The first area is flexibility to develop and rapidly launch new products. Rotstein explained that to differentiate themselves from competitors, insurers’ bank partners are continually looking for additional customised life insurance products for their customer base, while financial advisers are looking for new, innovative investment life insurance products for their clients to invest in.
“Modern, rules-based and table-driven life insurance applications with product cloning capabilities provide this flexibility. Using these tools, new products are simply configured, not coded, for rapid launch,” said Rotstein.
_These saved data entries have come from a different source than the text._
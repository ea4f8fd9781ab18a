//! Integration tests for the single-responder [`Engine`].

mod common;

use std::sync::Arc;
use std::time::Duration;

use common::{MockInitiator, MockResponder};
use interledger_engine::{Engine, ErrorCode, LedgerType, Payload, SendResult};

/// Runs `engine` to completion after sending `handle.stop()`, with a
/// generous timeout so a stuck loop fails the test instead of hanging CI.
async fn run_to_completion(
    join: tokio::task::JoinHandle<Result<Engine, interledger_engine::EngineError>>,
) -> Engine {
    tokio::time::timeout(Duration::from_secs(2), join)
        .await
        .expect("engine did not stop in time")
        .expect("engine task panicked")
        .expect("engine returned an error")
}

/// S1: a single accepted transfer commits, and the reply's `tx_hash` carries
/// through to the result record.
#[tokio::test]
async fn single_transfer_commits() {
    let (initiator, events) = MockInitiator::new(LedgerType::Ethereum);
    let responder = MockResponder::new(
        LedgerType::Ethereum,
        vec![SendResult {
            status: true,
            tx_hash: "r1".into(),
            error_code: None,
            message: None,
        }],
    );

    let (engine, handle) = Engine::new(Arc::new(initiator), Arc::new(responder));
    let join = engine.spawn();

    events.send(Payload::new("a", b"\x01".to_vec())).unwrap();
    tokio::time::sleep(Duration::from_millis(20)).await;
    handle.stop();

    let engine = run_to_completion(join).await;
    assert_eq!(engine.results_commit().len(), 1);
    assert_eq!(engine.results_abort().len(), 0);
    let result = &engine.results_commit()[0];
    assert_eq!(result.id, "a");
    assert!(result.send.status);
    assert_eq!(result.send.tx_hash, "r1");
    assert!(result.commit.as_ref().unwrap().commit_status);
}

/// S2: a rejected transfer aborts with the responder's `TRANSACTION_FAILURE`
/// path, and the abort reply carries through.
#[tokio::test]
async fn single_transfer_aborts_on_rejection() {
    let (initiator, events) = MockInitiator::new(LedgerType::Ethereum);
    let responder = MockResponder::new(
        LedgerType::Ethereum,
        vec![SendResult {
            status: false,
            tx_hash: "r2".into(),
            error_code: Some(ErrorCode::ApplicationReject),
            message: Some("rejected".into()),
        }],
    );

    let (engine, handle) = Engine::new(Arc::new(initiator), Arc::new(responder));
    let join = engine.spawn();

    events.send(Payload::new("b", b"\x02".to_vec())).unwrap();
    tokio::time::sleep(Duration::from_millis(20)).await;
    handle.stop();

    let engine = run_to_completion(join).await;
    assert_eq!(engine.results_commit().len(), 0);
    assert_eq!(engine.results_abort().len(), 1);
    let result = &engine.results_abort()[0];
    assert_eq!(result.id, "b");
    assert!(!result.send.status);
    assert!(result.abort.as_ref().unwrap().abort_status);
}

/// S3/S4: 12 transfers across three batches of four, with the last batch
/// rejected, finalize as 8 commits and 4 aborts.
#[tokio::test]
async fn batched_transfers_split_commit_and_abort() {
    let (initiator, events) = MockInitiator::new(LedgerType::Ethereum);
    let mut script = Vec::new();
    for batch in 0..3 {
        for _ in 0..4 {
            script.push(SendResult {
                status: batch < 2,
                tx_hash: "tx".into(),
                error_code: if batch < 2 { None } else { Some(ErrorCode::TransactionFailure) },
                message: None,
            });
        }
    }
    let responder = MockResponder::new(LedgerType::Ethereum, script);

    let (engine, handle) = Engine::new(Arc::new(initiator), Arc::new(responder));
    let join = engine.spawn();

    for batch in 0..3u8 {
        for i in 0..4 {
            events.send(Payload::new(format!("t{batch}-{i}"), vec![batch])).unwrap();
        }
        tokio::time::sleep(Duration::from_millis(10)).await;
    }
    tokio::time::sleep(Duration::from_millis(20)).await;
    handle.stop();

    let engine = run_to_completion(join).await;
    assert_eq!(engine.results_commit().len(), 8);
    assert_eq!(engine.results_abort().len(), 4);
}

/// S5: a KSI responder's `tx_hash` is passed to `commit_sending` as UTF-8 bytes.
#[tokio::test]
async fn ksi_responder_passes_tx_hash_as_commit_data() {
    let (initiator, events) = MockInitiator::new(LedgerType::Ksi);
    let responder = MockResponder::new(
        LedgerType::Ksi,
        vec![SendResult {
            status: true,
            tx_hash: "SIG".into(),
            error_code: None,
            message: None,
        }],
    );

    let initiator = Arc::new(initiator);
    let (engine, handle) = Engine::new(initiator.clone(), Arc::new(responder));
    let join = engine.spawn();

    events.send(Payload::new("k", b"\x03".to_vec())).unwrap();
    tokio::time::sleep(Duration::from_millis(20)).await;
    handle.stop();
    let _ = run_to_completion(join).await;

    let commits = initiator.commits();
    assert_eq!(commits.len(), 1);
    assert_eq!(commits[0].0, "k");
    assert_eq!(commits[0].1.as_deref(), Some(b"SIG".as_slice()));
}

/// P2/R1: the engine assigns distinct nonces per transfer and never dedupes
/// on `payload.id` in single-responder mode.
#[tokio::test]
async fn duplicate_ids_get_independent_nonces_and_outcomes() {
    let (initiator, events) = MockInitiator::new(LedgerType::Ethereum);
    let responder = MockResponder::new(
        LedgerType::Ethereum,
        vec![
            SendResult { status: true, tx_hash: "1".into(), error_code: None, message: None },
            SendResult { status: true, tx_hash: "2".into(), error_code: None, message: None },
        ],
    );

    let (engine, handle) = Engine::new(Arc::new(initiator), Arc::new(responder));
    let join = engine.spawn();

    events.send(Payload::new("dup", b"x".to_vec())).unwrap();
    events.send(Payload::new("dup", b"y".to_vec())).unwrap();
    tokio::time::sleep(Duration::from_millis(20)).await;
    handle.stop();

    let engine = run_to_completion(join).await;
    assert_eq!(engine.results_commit().len(), 2);
    assert_ne!(engine.results_commit()[0].nonce, engine.results_commit()[1].nonce);
}

/// `Engine::builder()` rejects a zero-sized control buffer and otherwise
/// behaves exactly like `Engine::new`.
#[tokio::test]
async fn builder_validates_control_buffer_and_drives_a_transfer() {
    let (initiator, _events) = MockInitiator::new(LedgerType::Ethereum);
    let responder = MockResponder::new(LedgerType::Ethereum, vec![]);
    assert!(matches!(
        Engine::builder()
            .control_buffer(0)
            .build(Arc::new(initiator), Arc::new(responder)),
        Err(interledger_engine::ConstructionError::InvalidBufferSize)
    ));

    let (initiator, events) = MockInitiator::new(LedgerType::Ethereum);
    let responder = MockResponder::new(
        LedgerType::Ethereum,
        vec![SendResult { status: true, tx_hash: "t".into(), error_code: None, message: None }],
    );
    let (engine, handle) = Engine::builder()
        .control_buffer(4)
        .build(Arc::new(initiator), Arc::new(responder))
        .unwrap();
    let join = engine.spawn();

    events.send(Payload::new("a", b"x".to_vec())).unwrap();
    tokio::time::sleep(Duration::from_millis(20)).await;
    handle.stop();

    let engine = run_to_completion(join).await;
    assert_eq!(engine.results_commit().len(), 1);
}

/// P5: cleanup drops `FINALIZED` transfers from the working set every
/// iteration, so the set never accumulates past what's still in flight.
#[tokio::test]
async fn cleanup_drops_finalized_transfers_from_the_working_set() {
    let (initiator, events) = MockInitiator::new(LedgerType::Ethereum);
    let responder = MockResponder::new(
        LedgerType::Ethereum,
        vec![SendResult { status: true, tx_hash: "t".into(), error_code: None, message: None }],
    );

    let (engine, handle) = Engine::new(Arc::new(initiator), Arc::new(responder));
    let join = engine.spawn();

    events.send(Payload::new("a", b"x".to_vec())).unwrap();
    tokio::time::sleep(Duration::from_millis(30)).await;
    handle.stop();

    let engine = run_to_completion(join).await;
    // `run` clears the working set on exit; the only durable trace of the
    // finalized transfer is the result log.
    assert_eq!(engine.results_commit().len(), 1);
}
//! The [`Transfer`] record and its [`Status`] state machine

use uuid::Uuid;

/// The transactional bundle carried by a [`Transfer`]: the source-ledger
/// handle, the opaque payload, and the engine-assigned nonce.
///
/// The engine reads and writes only these three fields; adapters are free to
/// carry additional context of their own alongside a `Transfer` (e.g. inside
/// `id`-keyed side tables) without the engine needing to know about it.
#[derive(Debug, Clone)]
pub struct Payload {
    /// The source-ledger handle for this event (e.g. a tx id or event id).
    pub id: String,
    /// The opaque content to forward to the destination ledger.
    pub data: Vec<u8>,
    /// Engine-assigned unique identifier, distinct from `id`.
    ///
    /// Empty until the transfer is admitted by [`Engine::receive`](crate::Engine);
    /// see [`Status::Ready`].
    pub nonce: String,
}

impl Payload {
    /// Construct a payload for an incoming event, before the engine has
    /// assigned a nonce.
    pub fn new(id: impl Into<String>, data: impl Into<Vec<u8>>) -> Self {
        Self {
            id: id.into(),
            data: data.into(),
            nonce: String::new(),
        }
    }
}

/// The state of a [`Transfer`] as it is driven through the pipeline.
///
/// Single-responder mode only ever uses the `Ready, Sent, Responded,
/// Confirming, Finalized` subset; `Inquired`/`Answered` are used by the
/// multi-responder quorum variant only. Status advances monotonically along
/// the edges below; it never goes backwards:
///
/// ```text
/// Ready -> [Inquired -> Answered ->] Sent -> Responded -> Confirming -> Finalized
/// ```
#[derive(Debug, Clone, Copy, PartialEq, Eq, PartialOrd, Ord)]
pub enum Status {
    /// Admitted into the working set, nonce assigned, not yet dispatched.
    Ready,
    /// Multi-mode only: inquiry calls are outstanding on every responder.
    Inquired,
    /// Multi-mode only: all inquiry replies are in and `inquiry_decision` is set.
    Answered,
    /// `send_data` (or its multi-mode inquiry/execution equivalent) is outstanding.
    Sent,
    /// The responder(s) have replied; `result` is populated.
    Responded,
    /// `commit_sending`/`abort_sending` is outstanding.
    Confirming,
    /// The confirm leg has completed; eligible for removal from the working set.
    Finalized,
}

/// Wire-stable error codes carried in result records.
///
/// These integers are part of the contract with adapters: `2` always means
/// `TRANSACTION_FAILURE`, `5` always means `INQUIRY_REJECT`, and so on.
#[derive(Debug, Clone, Copy, PartialEq, Eq)]
#[repr(u8)]
pub enum ErrorCode {
    /// The adapter call did not complete within its own deadline.
    Timeout = 1,
    /// The destination ledger rejected or failed to apply the transaction.
    TransactionFailure = 2,
    /// A KSI hash anchoring scheme the responder does not support.
    UnsupportedKsiHash = 3,
    /// The destination application layer rejected the payload.
    ApplicationReject = 4,
    /// The multi-responder inquiry vote did not reach quorum.
    InquiryReject = 5,
}

/// A reply from [`Responder::send_data`](crate::Responder::send_data) (and,
/// in multi-mode, from `send_data_inquire`/`abort_send_data`).
#[derive(Debug, Clone)]
pub struct SendResult {
    /// `true` if the destination ledger accepted the payload, `false` if it
    /// was rejected. Both are normal, successful completions of the send leg.
    pub status: bool,
    /// The destination-ledger transaction hash, if any.
    pub tx_hash: String,
    /// Present only when `status` is `false`.
    pub error_code: Option<ErrorCode>,
    /// Present only when `status` is `false`.
    pub message: Option<String>,
}

/// A reply from [`Initiator::commit_sending`](crate::Initiator::commit_sending).
#[derive(Debug, Clone)]
pub struct CommitResult {
    /// Whether the source ledger committed the transaction.
    pub commit_status: bool,
    /// The source-ledger commit transaction hash.
    pub commit_tx_hash: String,
    /// Present only when `commit_status` is `false`.
    pub commit_error_code: Option<ErrorCode>,
    /// Present only when `commit_status` is `false`.
    pub commit_message: Option<String>,
}

/// A reply from [`Initiator::abort_sending`](crate::Initiator::abort_sending).
#[derive(Debug, Clone)]
pub struct AbortResult {
    /// Whether the source ledger acknowledged the abort.
    pub abort_status: bool,
    /// The source-ledger abort transaction hash.
    pub abort_tx_hash: String,
    /// Present only when `abort_status` is `false`.
    pub abort_error_code: Option<ErrorCode>,
    /// Present only when `abort_status` is `false`.
    pub abort_message: Option<String>,
}

/// The terminal record published to `results_commit()`/`results_abort()`:
/// the responder's reply merged with the initiator's commit or abort reply.
#[derive(Debug, Clone)]
pub struct TransferResult {
    /// The nonce of the finalized transfer.
    pub nonce: String,
    /// The source-ledger id of the finalized transfer.
    pub id: String,
    /// The responder's reply (`status: true` if accepted by the destination).
    pub send: SendResult,
    /// The initiator's commit reply, if this transfer committed.
    pub commit: Option<CommitResult>,
    /// The initiator's abort reply, if this transfer aborted.
    pub abort: Option<AbortResult>,
}

/// One record per incoming event, mutated only by the engine, destroyed
/// after `FINALIZED` is observed by the cleanup pass.
#[derive(Debug, Clone)]
pub struct Transfer {
    /// The transactional bundle: `id`, `data`, `nonce`.
    pub payload: Payload,
    /// Current state-machine position.
    pub status: Status,
    /// Populated once the responder has replied.
    pub result: Option<SendResult>,
    /// Multi-mode only: `true` once a quorum of inquiry replies agreed to proceed.
    pub inquiry_decision: Option<bool>,
}

impl Transfer {
    /// Admit a freshly observed event: assigns a fresh globally-unique nonce
    /// and sets `status` to [`Status::Ready`].
    ///
    /// This is the only place a nonce is ever assigned; see invariant 2 in
    /// the data model.
    pub fn admit(mut payload: Payload) -> Self {
        payload.nonce = Uuid::new_v4().to_string();
        Self {
            payload,
            status: Status::Ready,
            result: None,
            inquiry_decision: None,
        }
    }
}

#[cfg(test)]
mod tests {
    use super::*;

    #[test]
    fn admit_assigns_a_nonce_and_starts_ready() {
        let transfer = Transfer::admit(Payload::new("a", b"data".to_vec()));
        assert!(!transfer.payload.nonce.is_empty());
        assert_eq!(transfer.status, Status::Ready);
    }

    #[test]
    fn admit_assigns_distinct_nonces() {
        let a = Transfer::admit(Payload::new("a", b"x".to_vec()));
        let b = Transfer::admit(Payload::new("a", b"x".to_vec()));
        assert_ne!(a.payload.nonce, b.payload.nonce);
    }

    #[test]
    fn status_order_matches_the_state_machine() {
        assert!(Status::Ready < Status::Inquired);
        assert!(Status::Inquired < Status::Answered);
        assert!(Status::Answered < Status::Sent);
        assert!(Status::Sent < Status::Responded);
        assert!(Status::Responded < Status::Confirming);
        assert!(Status::Confirming < Status::Finalized);
    }
}
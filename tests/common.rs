//! In-process mock adapters shared by the integration tests.
//!
//! These stand in for the docker-backed ledger fixtures a real adapter
//! crate would use: no network, no chain, just scripted replies and a
//! record of every call made so assertions can inspect them afterward.

#![allow(dead_code)]

use std::collections::{HashMap, HashSet, VecDeque};
use std::sync::Mutex;

use async_trait::async_trait;
use interledger_engine::adapter::{AdapterError, Initiator, LedgerType, MultiResponder, Responder, StateManager};
use interledger_engine::{AbortResult, CommitResult, ErrorCode, Payload, SendResult, Status, Transfer};
use tokio::sync::mpsc;

/// Feeds a scripted stream of events to the engine and records every
/// commit/abort call made against it.
pub struct MockInitiator {
    events: tokio::sync::Mutex<mpsc::UnboundedReceiver<Payload>>,
    commits: Mutex<Vec<(String, Option<Vec<u8>>)>>,
    aborts: Mutex<Vec<(String, ErrorCode)>>,
    ledger_type: LedgerType,
}

impl MockInitiator {
    /// Construct a mock initiator and the sender used to feed it events.
    pub fn new(ledger_type: LedgerType) -> (Self, mpsc::UnboundedSender<Payload>) {
        let (tx, rx) = mpsc::unbounded_channel();
        let initiator = Self {
            events: tokio::sync::Mutex::new(rx),
            commits: Mutex::new(Vec::new()),
            aborts: Mutex::new(Vec::new()),
            ledger_type,
        };
        (initiator, tx)
    }

    /// Every `(id, data)` passed to `commit_sending`, in call order.
    pub fn commits(&self) -> Vec<(String, Option<Vec<u8>>)> {
        self.commits.lock().unwrap().clone()
    }

    /// Every `(id, reason)` passed to `abort_sending`, in call order.
    pub fn aborts(&self) -> Vec<(String, ErrorCode)> {
        self.aborts.lock().unwrap().clone()
    }
}

#[async_trait]
impl Initiator for MockInitiator {
    async fn listen_for_events(&self) -> Result<Vec<Payload>, AdapterError> {
        let mut rx = self.events.lock().await;
        match rx.recv().await {
            Some(payload) => Ok(vec![payload]),
            // The feed is exhausted for this test: block forever rather than
            // error, matching "blocks until at least one event is available".
            None => std::future::pending().await,
        }
    }

    async fn commit_sending(&self, id: &str, data: Option<Vec<u8>>) -> Result<CommitResult, AdapterError> {
        self.commits.lock().unwrap().push((id.to_string(), data));
        Ok(CommitResult {
            commit_status: true,
            commit_tx_hash: format!("commit-{id}"),
            commit_error_code: None,
            commit_message: None,
        })
    }

    async fn abort_sending(&self, id: &str, reason: ErrorCode) -> Result<AbortResult, AdapterError> {
        self.aborts.lock().unwrap().push((id.to_string(), reason));
        Ok(AbortResult {
            abort_status: true,
            abort_tx_hash: format!("abort-{id}"),
            abort_error_code: Some(reason),
            abort_message: None,
        })
    }

    fn ledger_type(&self) -> LedgerType {
        self.ledger_type
    }
}

/// A [`Responder`] that replies from a fixed script, in call order, falling
/// back to an unconditional accept once the script is exhausted.
pub struct MockResponder {
    ledger_type: LedgerType,
    script: Mutex<VecDeque<SendResult>>,
    calls: Mutex<Vec<(String, Vec<u8>)>>,
}

impl MockResponder {
    /// Construct a responder that replies with each of `script`, in order.
    pub fn new(ledger_type: LedgerType, script: Vec<SendResult>) -> Self {
        Self {
            ledger_type,
            script: Mutex::new(script.into()),
            calls: Mutex::new(Vec::new()),
        }
    }

    /// Every `(nonce, data)` passed to `send_data`, in call order.
    pub fn calls(&self) -> Vec<(String, Vec<u8>)> {
        self.calls.lock().unwrap().clone()
    }
}

#[async_trait]
impl Responder for MockResponder {
    async fn send_data(&self, nonce: &str, data: &[u8]) -> Result<SendResult, AdapterError> {
        self.calls.lock().unwrap().push((nonce.to_string(), data.to_vec()));
        let next = self.script.lock().unwrap().pop_front();
        Ok(next.unwrap_or(SendResult {
            status: true,
            tx_hash: format!("tx-{nonce}"),
            error_code: None,
            message: None,
        }))
    }

    fn ledger_type(&self) -> LedgerType {
        self.ledger_type
    }
}

/// A [`MultiResponder`] with independent scripts for the inquiry and
/// execution phases, keyed by the order calls arrive in.
pub struct MockMultiResponder {
    ledger_type: LedgerType,
    inquire_script: Mutex<VecDeque<SendResult>>,
    send_script: Mutex<VecDeque<SendResult>>,
    aborts: Mutex<Vec<String>>,
}

impl MockMultiResponder {
    /// Construct a multi-responder replying `inquire_script` to
    /// `send_data_inquire` calls and `send_script` to `send_data` calls, in order.
    pub fn new(ledger_type: LedgerType, inquire_script: Vec<SendResult>, send_script: Vec<SendResult>) -> Self {
        Self {
            ledger_type,
            inquire_script: Mutex::new(inquire_script.into()),
            send_script: Mutex::new(send_script.into()),
            aborts: Mutex::new(Vec::new()),
        }
    }

    /// Every nonce passed to `abort_send_data`, in call order.
    pub fn aborts(&self) -> Vec<String> {
        self.aborts.lock().unwrap().clone()
    }
}

#[async_trait]
impl Responder for MockMultiResponder {
    async fn send_data(&self, nonce: &str, _data: &[u8]) -> Result<SendResult, AdapterError> {
        let next = self.send_script.lock().unwrap().pop_front();
        Ok(next.unwrap_or(SendResult {
            status: true,
            tx_hash: format!("tx-{nonce}"),
            error_code: None,
            message: None,
        }))
    }

    fn ledger_type(&self) -> LedgerType {
        self.ledger_type
    }
}

#[async_trait]
impl MultiResponder for MockMultiResponder {
    async fn send_data_inquire(&self, nonce: &str, _data: &[u8]) -> Result<SendResult, AdapterError> {
        let next = self.inquire_script.lock().unwrap().pop_front();
        Ok(next.unwrap_or(SendResult {
            status: true,
            tx_hash: format!("inquire-{nonce}"),
            error_code: None,
            message: None,
        }))
    }

    async fn abort_send_data(&self, nonce: &str, reason: ErrorCode) -> Result<SendResult, AdapterError> {
        self.aborts.lock().unwrap().push(nonce.to_string());
        Ok(SendResult {
            status: false,
            tx_hash: String::new(),
            error_code: Some(reason),
            message: Some("inquiry quorum not reached".into()),
        })
    }
}

/// An in-memory [`StateManager`], keyed by source-ledger `id`.
///
/// `receive_entry_events` reads a filtered view of the requested status
/// without removing anything from the backing map, so a later `update_entry`
/// against the same id still finds it — matching a real store, where the
/// record lives on after being reported and is mutated in place by every
/// subsequent status transition.
pub struct MockStateManager {
    entries: Mutex<HashMap<String, Transfer>>,
    reject_acceptance: Mutex<HashSet<String>>,
}

impl MockStateManager {
    /// Construct an empty store.
    pub fn new() -> Self {
        Self {
            entries: Mutex::new(HashMap::new()),
            reject_acceptance: Mutex::new(HashSet::new()),
        }
    }

    /// Configure `signal_send_acceptance` to reject `id`, simulating a peer
    /// engine instance winning the race to claim it.
    pub fn reject_acceptance_for(&self, id: &str) {
        self.reject_acceptance.lock().unwrap().insert(id.to_string());
    }
}

impl Default for MockStateManager {
    fn default() -> Self {
        Self::new()
    }
}

#[async_trait]
impl StateManager for MockStateManager {
    async fn create_entry(&self, id: &str, transfer: &Transfer) -> bool {
        let mut entries = self.entries.lock().unwrap();
        if entries.contains_key(id) {
            return false;
        }
        entries.insert(id.to_string(), transfer.clone());
        true
    }

    async fn signal_send_acceptance(&self, id: &str) -> bool {
        if self.reject_acceptance.lock().unwrap().contains(id) {
            self.entries.lock().unwrap().remove(id);
            return false;
        }
        true
    }

    async fn update_entry(&self, id: &str, status: Status, transfer: Option<&Transfer>) -> bool {
        let mut entries = self.entries.lock().unwrap();
        match entries.get_mut(id) {
            Some(entry) => {
                if let Some(t) = transfer {
                    *entry = t.clone();
                }
                entry.status = status;
                true
            }
            None => false,
        }
    }

    async fn receive_entry_events(&self, status: Status) -> Vec<Transfer> {
        let entries = self.entries.lock().unwrap();
        entries.values().filter(|t| t.status == status).cloned().collect()
    }
}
He added: “We are now seeing examples of this. A large Asian life insurance provider recently launched a new bancassurance product for its primary bank partner in under six weeks, contrasting markedly with the typical six months to market seen previously.”
Rotstein said the second area relating to flexibility is an ability to effect changing workflow processes, in line with the needs of each of the different distribution channels.
“Currently most life insurance applications require changes to their software code in order to change a work process,” said Rotstein.
But modern technology is changing this, he stressed.
“Modern, more advanced software systems now encompass built in workflow management that effects changes to workflow processes simply and quickly by merely changing a table or a workflow diagram.”
Overall, stressed Rotstein, insurers stand to reap considerable benefits if they use technology to meet the challenge of evolving distribution channels and improving processing efficiency.